ACC costs were calculated by summing payments made for medical expenses (from ACC records) and compensation for income loss (from IR records). All medical expenses costs were allocated to the year in which the accident occurred. Compensation was allocated to the year in which the compensation was paid.

Social support

Benefit costs were calculated by summing the Tier 1 (as previously defined) benefit payments from the IR tables (which record actual amount paid) and Tier 2 (payments and allowances such as housing supplements and child disability allowances) entitlements from MSD Benefit Dynamics Dataset tables (which record entitlement: actual amount paid is not available for Tier 2 benefits).

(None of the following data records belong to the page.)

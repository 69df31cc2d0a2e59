use clap;
use log::info;
use crate::img::{CardImage,names,geometry::Geometry};
use crate::fs::Card;
use super::CommandError;
use crate::STDRESULT;

pub fn mkcard(cmd: &clap::ArgMatches) -> STDRESULT {
    let path_to_img = cmd.get_one::<String>("dimg").expect("dimg is required");
    let mult = match cmd.get_one::<String>("size").map(|s| s.as_str()) {
        Some("8") | None => names::CARD_8M,
        Some("16") => names::CARD_16M,
        Some("32") => names::CARD_32M,
        Some("64") => names::CARD_64M,
        Some(_) => return Err(Box::new(CommandError::OutOfRange))
    };
    if std::path::Path::new(path_to_img).exists() {
        log::error!("refusing to overwrite {}",path_to_img);
        return Err(Box::new(CommandError::InvalidCommand));
    }
    let geom = Geometry::standard(mult,!cmd.get_flag("no-ecc"))?;
    let img: CardImage = Card::format(geom)?.close()?;
    info!("writing {} byte image",geom.image_len());
    std::fs::write(path_to_img,img.into_bytes())?;
    Ok(())
}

Social housing costs included total government rent subsidies for social housing, calculated from the Kāinga Ora tables in the IDI. The total social housing cost was allocated to the person who was the main applicant on the social housing application. Therefore, individuals living in social housing where they were not the main applicant on the application (eg, if they were the partner of the main applicant) will not have social housing costs recorded.

Justice sector

Justice costs were taken directly from the Ministry of Justice and Department of Corrections data collections in the IDI. Costs included government costs for charges, court proceedings, imprisonment and other sentences. Where a sentence lasted more than a year, only the current year of costs was included.

Total government costs

This was calculated as the sum of all health, social support and justice sector costs.

Demographics

Age (18–24, 25–34, 35–44, 45–54, 55–64 years), sex (male/female) and ethnicity were sourced from the personal detail table in the IDI. Ethnicity was recorded in total response format (so an individual can identify with more than one ethnic group) and, for this study, restricted to Level 1 groupings (European, Māori, Pacific, Asian). The Middle Eastern, Latin American and African (MELAA) and Other ethnic categorisations had small counts and were therefore not used in this study.

Procedure

Data were accessed from the September 2017 refresh of the IDI. Data were extracted using SAS version 7.1[[29]] and analysed using R version 3.6.1[[30]] and Stata/MP version 15.[[31]] Random rounding to base 3 was applied to all counts, in adherence to Stats NZ confidentiality requirements.

Statistical analysis

Calculation of prevalence

Schizophrenia prevalence was calculated as the proportion of the New Zealand IDI-ERP of 18 to 64 year olds for 2015 who had a schizophrenia diagnosis identified any time until 31 December 2015. Prevalence was calculated overall and by sex, age and ethnicity. Odds ratios (ORs) were generated using logistic regressions for each sociodemographic sub-group. ORs for ethnicity were adjusted for age and sex to take account of differences in population structure between ethnic groups.

Analytical sample

The analytical sample for the outcomes analysis contained a schizophrenia group defined as all those in the New Zealand IDI-ERP of 18 to 64 year olds for 2015 with a schizophrenia diagnosis for at least two years on or prior to 31 December 2013, and who had complete data on the matching variables of age, sex and ethnicity. We restricted the sample to individuals with at least a two-year history of schizophrenia in order to exclude impacts that are related to the period of initial diagnosis. To examine whether a longer delay from diagnosis to outcomes might be required, a sensitivity analysis was run on an alternative schizophrenia population whose diagnosis was recorded on or prior to 31 December 2010 (indicating they had been living with schizophrenia for at least five years). Results were not substantively different to those from the main analysis (see Appendix Tables 1–6), so we opted to use the two-year restriction as it retains a larger sample size.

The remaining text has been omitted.